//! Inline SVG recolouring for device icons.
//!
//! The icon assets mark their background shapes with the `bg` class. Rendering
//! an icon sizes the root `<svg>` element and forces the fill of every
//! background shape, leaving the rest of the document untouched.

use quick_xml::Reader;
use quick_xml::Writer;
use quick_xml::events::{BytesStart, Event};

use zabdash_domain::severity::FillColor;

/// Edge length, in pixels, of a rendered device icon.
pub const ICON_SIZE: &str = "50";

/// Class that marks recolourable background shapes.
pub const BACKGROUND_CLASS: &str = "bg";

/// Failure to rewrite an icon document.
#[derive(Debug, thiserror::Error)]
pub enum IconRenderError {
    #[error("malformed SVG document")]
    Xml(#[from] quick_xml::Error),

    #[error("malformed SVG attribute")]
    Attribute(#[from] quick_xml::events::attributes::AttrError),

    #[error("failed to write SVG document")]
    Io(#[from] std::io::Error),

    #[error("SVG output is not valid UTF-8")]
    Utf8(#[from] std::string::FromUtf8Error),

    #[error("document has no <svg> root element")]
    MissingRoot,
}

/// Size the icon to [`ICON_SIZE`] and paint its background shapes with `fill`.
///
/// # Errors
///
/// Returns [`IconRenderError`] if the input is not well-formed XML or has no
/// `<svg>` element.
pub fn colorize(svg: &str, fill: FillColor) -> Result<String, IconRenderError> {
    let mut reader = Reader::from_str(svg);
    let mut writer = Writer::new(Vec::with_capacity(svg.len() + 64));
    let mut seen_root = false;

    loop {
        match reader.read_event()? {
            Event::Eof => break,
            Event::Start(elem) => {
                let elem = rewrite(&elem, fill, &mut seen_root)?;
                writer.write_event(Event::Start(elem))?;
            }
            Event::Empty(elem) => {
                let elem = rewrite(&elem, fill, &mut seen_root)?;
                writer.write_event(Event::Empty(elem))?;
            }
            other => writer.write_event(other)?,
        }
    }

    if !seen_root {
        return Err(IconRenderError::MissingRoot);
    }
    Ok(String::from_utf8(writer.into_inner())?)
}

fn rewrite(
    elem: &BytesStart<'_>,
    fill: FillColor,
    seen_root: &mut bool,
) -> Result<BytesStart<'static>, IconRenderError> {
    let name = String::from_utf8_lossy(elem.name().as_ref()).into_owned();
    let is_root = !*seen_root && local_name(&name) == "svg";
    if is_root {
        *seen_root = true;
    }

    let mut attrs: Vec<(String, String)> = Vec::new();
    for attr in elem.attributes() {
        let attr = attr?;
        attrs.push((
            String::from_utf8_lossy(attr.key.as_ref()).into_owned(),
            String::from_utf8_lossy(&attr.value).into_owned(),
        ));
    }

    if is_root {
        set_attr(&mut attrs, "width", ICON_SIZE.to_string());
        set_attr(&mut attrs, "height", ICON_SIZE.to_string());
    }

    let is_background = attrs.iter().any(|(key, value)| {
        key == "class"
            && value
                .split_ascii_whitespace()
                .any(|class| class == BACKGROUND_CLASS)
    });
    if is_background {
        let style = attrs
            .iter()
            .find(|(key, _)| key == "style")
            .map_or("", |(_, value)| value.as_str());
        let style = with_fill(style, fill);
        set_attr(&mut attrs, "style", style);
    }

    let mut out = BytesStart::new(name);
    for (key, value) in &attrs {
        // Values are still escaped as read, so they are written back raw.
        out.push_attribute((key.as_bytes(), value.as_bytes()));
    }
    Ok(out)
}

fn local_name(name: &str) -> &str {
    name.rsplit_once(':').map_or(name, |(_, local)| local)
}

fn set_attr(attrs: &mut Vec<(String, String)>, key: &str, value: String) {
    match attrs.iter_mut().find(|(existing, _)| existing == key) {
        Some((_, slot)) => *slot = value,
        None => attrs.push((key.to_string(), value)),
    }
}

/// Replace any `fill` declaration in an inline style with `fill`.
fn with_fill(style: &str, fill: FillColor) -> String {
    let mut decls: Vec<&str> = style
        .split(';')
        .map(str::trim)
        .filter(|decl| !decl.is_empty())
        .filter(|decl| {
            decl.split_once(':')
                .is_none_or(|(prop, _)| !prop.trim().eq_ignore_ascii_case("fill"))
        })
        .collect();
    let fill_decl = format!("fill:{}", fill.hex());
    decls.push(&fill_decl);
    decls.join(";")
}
* * *
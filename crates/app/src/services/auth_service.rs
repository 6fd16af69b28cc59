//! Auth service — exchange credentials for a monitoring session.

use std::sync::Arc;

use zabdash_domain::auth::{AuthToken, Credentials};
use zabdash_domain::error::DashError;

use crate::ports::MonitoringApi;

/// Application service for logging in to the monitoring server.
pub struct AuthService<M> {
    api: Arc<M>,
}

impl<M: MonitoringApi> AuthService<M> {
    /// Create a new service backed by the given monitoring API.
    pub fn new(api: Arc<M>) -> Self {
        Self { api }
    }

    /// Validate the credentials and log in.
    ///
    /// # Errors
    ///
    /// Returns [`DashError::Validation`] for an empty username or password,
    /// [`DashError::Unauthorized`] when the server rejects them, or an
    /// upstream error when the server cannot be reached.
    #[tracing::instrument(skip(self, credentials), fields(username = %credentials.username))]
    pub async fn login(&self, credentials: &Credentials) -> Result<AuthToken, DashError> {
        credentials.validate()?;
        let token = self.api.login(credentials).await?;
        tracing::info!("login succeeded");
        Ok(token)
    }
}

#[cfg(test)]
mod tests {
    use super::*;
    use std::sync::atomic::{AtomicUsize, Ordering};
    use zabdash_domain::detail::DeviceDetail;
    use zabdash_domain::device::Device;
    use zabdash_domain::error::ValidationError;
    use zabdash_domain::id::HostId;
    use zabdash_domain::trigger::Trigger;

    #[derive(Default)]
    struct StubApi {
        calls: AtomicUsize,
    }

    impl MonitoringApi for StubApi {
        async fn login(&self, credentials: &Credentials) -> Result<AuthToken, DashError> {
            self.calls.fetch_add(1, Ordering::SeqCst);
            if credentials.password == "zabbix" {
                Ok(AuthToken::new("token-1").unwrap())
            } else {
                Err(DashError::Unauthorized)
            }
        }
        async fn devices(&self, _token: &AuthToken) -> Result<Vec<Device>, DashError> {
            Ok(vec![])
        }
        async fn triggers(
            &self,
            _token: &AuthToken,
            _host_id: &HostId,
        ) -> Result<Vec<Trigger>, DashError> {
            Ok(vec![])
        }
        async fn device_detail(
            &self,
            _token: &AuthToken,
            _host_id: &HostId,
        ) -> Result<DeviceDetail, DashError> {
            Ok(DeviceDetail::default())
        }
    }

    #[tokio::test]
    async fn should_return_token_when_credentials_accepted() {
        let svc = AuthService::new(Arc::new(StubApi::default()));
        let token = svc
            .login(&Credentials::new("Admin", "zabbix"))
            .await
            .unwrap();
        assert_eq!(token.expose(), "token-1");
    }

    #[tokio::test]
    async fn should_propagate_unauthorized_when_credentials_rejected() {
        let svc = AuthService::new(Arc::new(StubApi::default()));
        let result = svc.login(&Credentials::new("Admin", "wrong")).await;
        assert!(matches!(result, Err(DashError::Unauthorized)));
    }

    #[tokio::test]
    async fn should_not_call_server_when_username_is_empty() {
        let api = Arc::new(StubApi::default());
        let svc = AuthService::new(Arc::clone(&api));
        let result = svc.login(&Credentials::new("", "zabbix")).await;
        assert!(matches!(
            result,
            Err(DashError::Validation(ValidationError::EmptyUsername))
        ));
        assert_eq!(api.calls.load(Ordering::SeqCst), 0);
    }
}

### WHAT YOU WILL DO
Using the data above, reproduce exactly the lines between those holding "for device icons." and "an icon document.", inclusive, and no others.

### COMPLETED TASK
//! Inline SVG recolouring for device icons.
//!
//! The icon assets mark their background shapes with the `bg` class. Rendering
//! an icon sizes the root `<svg>` element and forces the fill of every
//! background shape, leaving the rest of the document untouched.

use quick_xml::Reader;
use quick_xml::Writer;
use quick_xml::events::{BytesStart, Event};

use zabdash_domain::severity::FillColor;

/// Edge length, in pixels, of a rendered device icon.
pub const ICON_SIZE: &str = "50";

/// Class that marks recolourable background shapes.
pub const BACKGROUND_CLASS: &str = "bg";

/// Failure to rewrite an icon document.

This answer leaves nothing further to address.